Aunque Gillum, por ejemplo, no se considera socialista y fue delegado de Hillary Clinton en las primarias demócratas para las presidenciales, pero sí aboga por avanzar hacia la sanidad universal. Ocasio-Cortez sí se considera socialista, como Bernie Sanders (que rivalizó con Clinton en 2016), alimentando una tendencia a seguir de cerca. Se ha disparado el número de miembros de la organización de Socialistas Democráticos de América, que desde su fundación en 1982 solía mantenerse estable sobre los 6.000 miembros (y nunca más de 10.000). Tras la victoria de Trump, el número ha ido escalando hasta superar los 40.000, lo que sigue siendo testimonial en un país que hasta hace poco asociaba el término socialista al comunismo soviético, pero representa un salto de pértiga.

“No es infrecuente, en tiempos de polarización, como lo fue también 1968, que se produzca una tensión en el partido entre los pragmáticos que quieren ganar apelando al centro y los izquierdistas que buscan el máximo contraste con los republicanos”, según George Edwards de la Universidad de Texas.
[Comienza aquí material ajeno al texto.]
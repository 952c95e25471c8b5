use std::fmt;

use crate::error::Error;

/// Every error reported while running one unit of source text.
///
/// Callers decide what to do with them (print, pick an exit code); nothing
/// here is global, so independent sessions never see each other's errors.
#[derive(Debug, Default)]
pub struct Diagnostics {
    errors: Vec<Error>,
}

impl Diagnostics {
    pub fn new() -> Self {
        Self::default()
    }

    pub fn push(&mut self, error: impl Into<Error>) {
        self.errors.push(error.into());
    }

    /// True when scanning or parsing failed, i.e. the unit never ran.
    pub fn had_error(&self) -> bool {
        self.errors
            .iter()
            .any(|error| matches!(error, Error::Scan(_) | Error::Parse(_)))
    }

    /// True when execution stopped on a runtime error.
    pub fn had_runtime_error(&self) -> bool {
        self.errors
            .iter()
            .any(|error| matches!(error, Error::Runtime(_)))
    }

    pub fn is_empty(&self) -> bool {
        self.errors.is_empty()
    }

    pub fn len(&self) -> usize {
        self.errors.len()
    }

    pub fn iter(&self) -> impl Iterator<Item = &Error> {
        self.errors.iter()
    }
}

impl<E: Into<Error>> Extend<E> for Diagnostics {
    fn extend<T: IntoIterator<Item = E>>(&mut self, iter: T) {
        self.errors.extend(iter.into_iter().map(Into::into));
    }
}

impl fmt::Display for Diagnostics {
    fn fmt(&self, f: &mut fmt::Formatter<'_>) -> fmt::Result {
        for error in &self.errors {
            writeln!(f, "{}", error)?;
        }
        Ok(())
    }
}
use std::path::PathBuf;

use crate::cli::Args;

#[derive(Debug, Clone, PartialEq, Eq)]
pub enum Mode {
    Script(PathBuf),
    Prompt,
}

#[derive(Debug, Clone)]
pub struct AppConfig {
    pub mode: Mode,
    pub dump_tokens: bool,
    pub dump_ast: bool,
    /// Fallback log filter when `RUST_LOG` is unset.
    pub log_filter: String,
}

impl AppConfig {
    pub fn from_args(args: &Args) -> Self {
        let mode = match &args.script {
            Some(path) => Mode::Script(path.clone()),
            None => Mode::Prompt,
        };

        let log_filter = if args.verbose { "nlox=debug" } else { "warn" };

        AppConfig {
            mode,
            dump_tokens: args.tokens,
            dump_ast: args.ast,
            log_filter: log_filter.to_string(),
        }
    }
}
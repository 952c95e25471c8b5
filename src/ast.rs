use derive_more::From;

use crate::{token::Token, value::Value};

#[derive(Debug, Clone, PartialEq)]
pub struct Literal {
    pub value: Value,
}

#[derive(Debug, Clone, PartialEq)]
pub struct Grouping {
    pub inner: Box<Expr>,
}

#[derive(Debug, Clone, PartialEq)]
pub struct Unary {
    pub op: Token,
    pub operand: Box<Expr>,
}

#[derive(Debug, Clone, PartialEq)]
pub struct Binary {
    pub left: Box<Expr>,
    pub op: Token,
    pub right: Box<Expr>,
}

#[derive(Debug, Clone, PartialEq)]
pub struct Variable {
    pub name: Token,
}

#[derive(Debug, Clone, PartialEq)]
pub struct Assign {
    pub name: Token,
    pub value: Box<Expr>,
}

#[derive(Debug, Clone, PartialEq, From)]
pub enum Expr {
    Literal(Literal),
    Grouping(Grouping),
    Unary(Unary),
    Binary(Binary),
    Variable(Variable),
    Assign(Assign),
}

#[derive(Debug, Clone, PartialEq)]
pub struct ExprStmt {
    pub expr: Expr,
}

#[derive(Debug, Clone, PartialEq)]
pub struct PrintStmt {
    pub keyword: Token,
    pub expr: Expr,
}

#[derive(Debug, Clone, PartialEq)]
pub struct VarDecl {
    pub name: Token,
    pub init: Option<Expr>,
}

#[derive(Debug, Clone, PartialEq)]
pub struct Block {
    pub stmts: Vec<Stmt>,
}

#[derive(Debug, Clone, PartialEq)]
pub struct IfStmt {
    pub condition: Expr,
    pub then_branch: Box<Stmt>,
    pub else_branch: Option<Box<Stmt>>,
}

#[derive(Debug, Clone, PartialEq)]
pub struct WhileStmt {
    pub condition: Expr,
    pub body: Box<Stmt>,
}

#[derive(Debug, Clone, PartialEq, From)]
pub enum Stmt {
    Expr(ExprStmt),
    Print(PrintStmt),
    VarDecl(VarDecl),
    Block(Block),
    If(IfStmt),
    While(WhileStmt),
}

impl Expr {
    pub fn literal(value: impl Into<Value>) -> Self {
        Literal {
            value: value.into(),
        }
        .into()
    }

    pub fn binary(left: Expr, op: Token, right: Expr) -> Self {
        Binary {
            left: Box::new(left),
            op,
            right: Box::new(right),
        }
        .into()
    }

    pub fn unary(op: Token, operand: Expr) -> Self {
        Unary {
            op,
            operand: Box::new(operand),
        }
        .into()
    }
}
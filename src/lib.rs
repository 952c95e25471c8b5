//! Tree-walking interpreter core for the Lox scripting language: source text
//! is scanned into tokens, parsed into statements, and executed directly.

pub mod ast;
pub mod diagnostic;
pub mod environment;
pub mod error;
pub mod interpreter;
pub mod lexer;
pub mod parser;
pub mod printer;
pub mod token;
pub mod value;

use std::io::Write;

use tracing::debug;

pub use diagnostic::Diagnostics;
pub use error::{Error, ParseError, RuntimeError, ScanError};
pub use interpreter::Interpreter;
pub use value::Value;

/// An interpretation session. Top-level variables persist between calls to
/// [`Lox::run`], which is what an interactive prompt needs.
#[derive(Debug)]
pub struct Lox<W> {
    interpreter: Interpreter<W>,
}

impl<W: Write> Lox<W> {
    pub fn new(out: W) -> Self {
        Lox {
            interpreter: Interpreter::new(out),
        }
    }

    /// Scans, parses and, if both succeeded, executes `source`.
    ///
    /// Parsing happens even after scan errors so that syntax errors are
    /// reported in the same pass. Nothing is executed when either failed.
    pub fn run(&mut self, source: &str) -> Diagnostics {
        let mut diagnostics = Diagnostics::new();

        let lexed = lexer::scan(source);
        diagnostics.extend(lexed.errors);

        let parsed = parser::parse(&lexed.tokens);
        diagnostics.extend(parsed.errors);

        if diagnostics.had_error() {
            debug!(errors = diagnostics.len(), "skipping execution");
            return diagnostics;
        }

        if let Err(err) = self.interpreter.interpret(&parsed.stmts) {
            diagnostics.push(err);
        }

        diagnostics
    }

    pub fn into_output(self) -> W {
        self.interpreter.into_output()
    }
}
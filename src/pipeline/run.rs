use std::sync::Arc;
use std::time::Duration;

use chrono::{DateTime, Utc};
use tokio::sync::mpsc;
use tokio::time::Instant;
use tracing::{info, warn};

use crate::config::PipelineConfig;
use crate::error::AppResult;
use crate::shutdown::{ShutdownReceiver, ShutdownSender, spawn_deadline};
use crate::transport::Transport;

use super::aggregator::aggregate;
use super::generator::{RequestSequence, spawn_generator};
use super::pool::WorkerPool;
use super::request::RequestFactory;

/// Slots per handoff queue. Tokio channels cannot be zero-sized, so one slot
/// is the closest to a rendezvous: at most one in-flight handoff per queue.
pub const HANDOFF_CAPACITY: usize = 1;

/// Totals of one run plus the wall-clock span measured around it.
#[derive(Debug, Clone, PartialEq, Eq)]
pub struct RunSummary {
    pub requested: u64,
    pub completed: u64,
    pub failures: u64,
    pub total_bytes: u64,
    pub concurrency: usize,
    pub started_at: DateTime<Utc>,
    pub elapsed: Duration,
    pub cancelled: bool,
}

impl RunSummary {
    /// Wall-clock time divided by completed results.
    ///
    /// This is a throughput figure, not a per-request latency: it folds in
    /// startup, outliers and overlap between workers. `None` when nothing
    /// completed.
    #[must_use]
    pub fn average(&self) -> Option<Duration> {
        let nanos = self.elapsed.as_nanos().checked_div(u128::from(self.completed))?;
        Some(Duration::from_nanos(
            u64::try_from(nanos).unwrap_or(u64::MAX),
        ))
    }
}

/// Runs the generator, the worker pool and the aggregator to completion.
///
/// The clock starts right before the generator and pool are launched and
/// stops when the aggregator returns. Per-request failures never surface here;
/// they are counted in the summary.
///
/// `shutdown_rx` must be subscribed before any shutdown trigger is armed. A
/// shutdown it already holds is replayed once the generator and executors
/// have subscribed, so no stage misses it.
///
/// # Errors
///
/// Returns an error only if a background task panicked.
pub async fn run_pipeline<F>(
    config: &PipelineConfig,
    factory: F,
    transport: Arc<dyn Transport>,
    shutdown_tx: &ShutdownSender,
    shutdown_rx: ShutdownReceiver,
) -> AppResult<RunSummary>
where
    F: RequestFactory + 'static,
{
    let (request_tx, request_rx) = mpsc::channel(HANDOFF_CAPACITY);
    let (result_tx, result_rx) = mpsc::channel(HANDOFF_CAPACITY);

    info!(
        "Starting {} requests against {} with {} workers",
        config.requests,
        config.target.url,
        config.concurrency.get()
    );

    let started_at = Utc::now();
    let start = Instant::now();
    let generator = spawn_generator(
        RequestSequence::new(factory, config.requests),
        request_tx,
        shutdown_tx,
    );
    let pool = WorkerPool::start(
        config.concurrency,
        transport,
        request_rx,
        result_tx,
        shutdown_tx,
    );
    // A shutdown sent before the stages subscribed is replayed to them.
    if !shutdown_rx.is_empty() {
        drop(shutdown_tx.send(()));
    }
    let deadline = config
        .deadline
        .map(|deadline| spawn_deadline(deadline, shutdown_tx));
    let stats = aggregate(result_rx, config.requests, shutdown_rx).await;
    let elapsed = start.elapsed();

    if let Some(handle) = deadline {
        handle.abort();
    }
    let emitted = generator.await?;
    pool.join().await?;

    if stats.cancelled {
        warn!(
            "Run cancelled after {} of {} results ({} requests dispatched)",
            stats.completed, config.requests, emitted
        );
    }

    Ok(RunSummary {
        requested: config.requests,
        completed: stats.completed,
        failures: stats.failures,
        total_bytes: stats.total_bytes,
        concurrency: config.concurrency.get(),
        started_at,
        elapsed,
        cancelled: stats.cancelled,
    })
}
A su juicio, ambas facciones tenderán a fusionarse para las presidenciales de 2020, “sobre todo si los nominados más a la izquierda no logran ganar este noviembre”.

La divergencia entre moderados e izquierdistas tampoco debe leerse como una fractura, ya que, en la fase de primarias, como ocurre con todos los partidos y en todas las elecciones, las diferencias de los discursos se hacen más evidente porque el aspirante a la candidatura compite por los votos de la misma base. Y no todos los vencedores en esta fase, en la que se eligen los nombres que pugnarán el 6 de noviembre, van a llegar a los escaños. Mientras Ayanna Pressley, de Massachusetts, y Ocasio-Cortez, de Nueva York, tienen todas las papeletas para ganar, la victoria de Gillum sería una proeza: los demócratas no gobiernan Florida desde 1999.